Degraded myelin-associated glycoprotein (dMAG) formation from pure human brain myelin-associated glycoprotein (MAG) is not mediated by calpain or cathepsin L-like activities
Article first published online: 13 JAN 2003
Journal of Neurochemistry
Volume 84, Issue 3, pages 533–545, February 2003
How to Cite
Päiväläinen, S., Suokas, M., Lahti, O. and Heape, A. M. (2003), Degraded myelin-associated glycoprotein (dMAG) formation from pure human brain myelin-associated glycoprotein (MAG) is not mediated by calpain or cathepsin L-like activities. Journal of Neurochemistry, 84: 533–545. doi: 10.1046/j.1471-4159.2003.01539.x
- Issue published online: 13 JAN 2003
- Article first published online: 13 JAN 2003
- Received March 6, 2002; revised manuscript received July 11, 2002; accepted October 19, 2002.
- cell adhesion molecule;
- cysteine proteases;
- glial cells;
The myelin-associated glycoprotein (MAG) is a transmembrane cell adhesion molecule participating in myelin formation and maintenance.

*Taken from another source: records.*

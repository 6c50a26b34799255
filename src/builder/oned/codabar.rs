use crate::common::error::{BarcodeError, BarcodeResult};
use crate::reader::oned::codabar::{ALPHABET, CHARACTER_ENCODINGS, START_END_ENCODING};

// Alternate guards, written as A to D
const ALT_START_END_CHARS: [u8; 4] = [b'T', b'N', b'*', b'E'];
const CHARS_WHICH_ARE_TEN_LENGTH_EACH_AFTER_DECODED: [u8; 4] = [b'/', b':', b'+', b'.'];
const DEFAULT_GUARD: u8 = START_END_ENCODING[0];

pub fn encode(contents: &str) -> BarcodeResult<Vec<bool>> {
    let contents = with_guards(contents)?;

    // Guards are ten modules each, with a narrow gap between every character
    let mut result_length = 20;
    for &c in &contents[1..contents.len() - 1] {
        result_length += match c {
            b'0'..=b'9' | b'-' | b'$' => 9,
            _ if CHARS_WHICH_ARE_TEN_LENGTH_EACH_AFTER_DECODED.contains(&c) => 10,
            _ => {
                return Err(BarcodeError::illegal(format!(
                    "Cannot encode : '{}'",
                    char::from(c)
                )))
            }
        };
    }
    result_length += contents.len() - 1;

    let mut res = vec![false; result_length];
    let mut pos = 0;
    let last = contents.len() - 1;
    for (index, &c) in contents.iter().enumerate() {
        let mut c = c.to_ascii_uppercase();
        if index == 0 || index == last {
            c = match c {
                b'T' => b'A',
                b'N' => b'B',
                b'*' => b'C',
                b'E' => b'D',
                _ => c,
            };
        }
        let code = ALPHABET
            .iter()
            .position(|&a| a == c)
            .map(|i| CHARACTER_ENCODINGS[i])
            .unwrap_or(0);

        // Seven elements, a set bit doubling the element
        for bit in 0..7 {
            let color = bit % 2 == 0;
            let width = if (code >> (6 - bit)) & 1 == 1 { 2 } else { 1 };
            res[pos..pos + width].fill(color);
            pos += width;
        }
        if index < last {
            pos += 1;
        }
    }
    Ok(res)
}

// Contents framed by matching guards, or by the default guard when it has none
fn with_guards(contents: &str) -> BarcodeResult<Vec<u8>> {
    if !contents.is_ascii() {
        return Err(BarcodeError::illegal(format!("Cannot encode : '{contents}'")));
    }
    let bytes = contents.as_bytes();
    let framed = || {
        let mut framed = Vec::with_capacity(bytes.len() + 2);
        framed.push(DEFAULT_GUARD);
        framed.extend_from_slice(bytes);
        framed.push(DEFAULT_GUARD);
        framed
    };
    if bytes.len() < 2 {
        return Ok(framed());
    }

    let first = bytes[0].to_ascii_uppercase();
    let last = bytes[bytes.len() - 1].to_ascii_uppercase();
    let starts_normal = START_END_ENCODING.contains(&first);
    let ends_normal = START_END_ENCODING.contains(&last);
    let starts_alt = ALT_START_END_CHARS.contains(&first);
    let ends_alt = ALT_START_END_CHARS.contains(&last);
    if (starts_normal && !ends_normal) || (starts_alt && !ends_alt) {
        return Err(BarcodeError::illegal(format!("Invalid start/end guards: {contents}")));
    }
    if starts_normal || starts_alt {
        return Ok(bytes.to_vec());
    }
    if ends_normal || ends_alt {
        return Err(BarcodeError::illegal(format!("Invalid start/end guards: {contents}")));
    }
    Ok(framed())
}

#[cfg(test)]
mod codabar_writer_tests {
    use test_case::test_case;

    use crate::builder::{oned::matrix_row_string, OneDWriter, Writer};
    use crate::common::{error::BarcodeError, format::BarcodeFormat, hints::EncodeHints};

    fn encode(contents: &str) -> String {
        let matrix =
            OneDWriter.encode(contents, BarcodeFormat::Codabar, 0, 0, &EncodeHints::new()).unwrap();
        matrix_row_string(&matrix)
    }

    #[test]
    fn test_encode() {
        let exp = [
            "00000",
            "1001001011",
            "0110101001",
            "0101011001",
            "0110101001",
            "0101001101",
            "0110010101",
            "01101101011",
            "01001001011",
            "00000",
        ]
        .concat();
        assert_eq!(encode("B515-3/B"), exp);
    }

    #[test]
    fn test_alt_start_end() {
        assert_eq!(encode("T123456789-$T"), encode("A123456789-$A"));
    }

    #[test]
    fn test_default_guards() {
        assert_eq!(encode("1"), encode("A1A"));
        assert_eq!(encode("123"), encode("a123a"));
    }

    #[test_case("A123"; "missing end guard")]
    #[test_case("123B"; "missing start guard")]
    #[test_case("A12x3A"; "bad character")]
    fn test_illegal_contents(contents: &str) {
        let res = OneDWriter.encode(contents, BarcodeFormat::Codabar, 0, 0, &EncodeHints::new());
        assert!(matches!(res, Err(BarcodeError::IllegalArgument(_))));
    }
}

Calcium-activated/-dependent proteolysis of myelin-associated glycoprotein by calpain and cathepsin L-like activities has already been detected in purified myelin fractions, producing a soluble fragment, called degraded (d)MAG, characterized by the loss of the transmembrane and cytoplasmic domains. Here, we demonstrate and analyze dMAG formation from pure human brain myelin-associated glycoprotein. The activity never exhibited the high rate previously reported in human myelin fractions. Degradation is time-, temperature-, buffer- and structure-dependent, is inhibited at 4°C and by denaturation of the sample, and is mediated by a trans-acting factor. There is no strict pH dependency of the proteolysis. Degradation was inhibited by excess aprotinin, but not by 1–10 µg/mL aprotinin and was not eliminated by the use of an aprotinin-sepharose matrix during the purification. dMAG formation was not enhanced by calcium, nor inhibited by a wide variety of protease inhibitors, including specific calpain and cathepsin L inhibitors. Therefore, while cysteine proteases may be present in human myelin membrane fractions, they are not involved in dMAG formation from highly purified human brain myelin-associated glycoprotein preparations.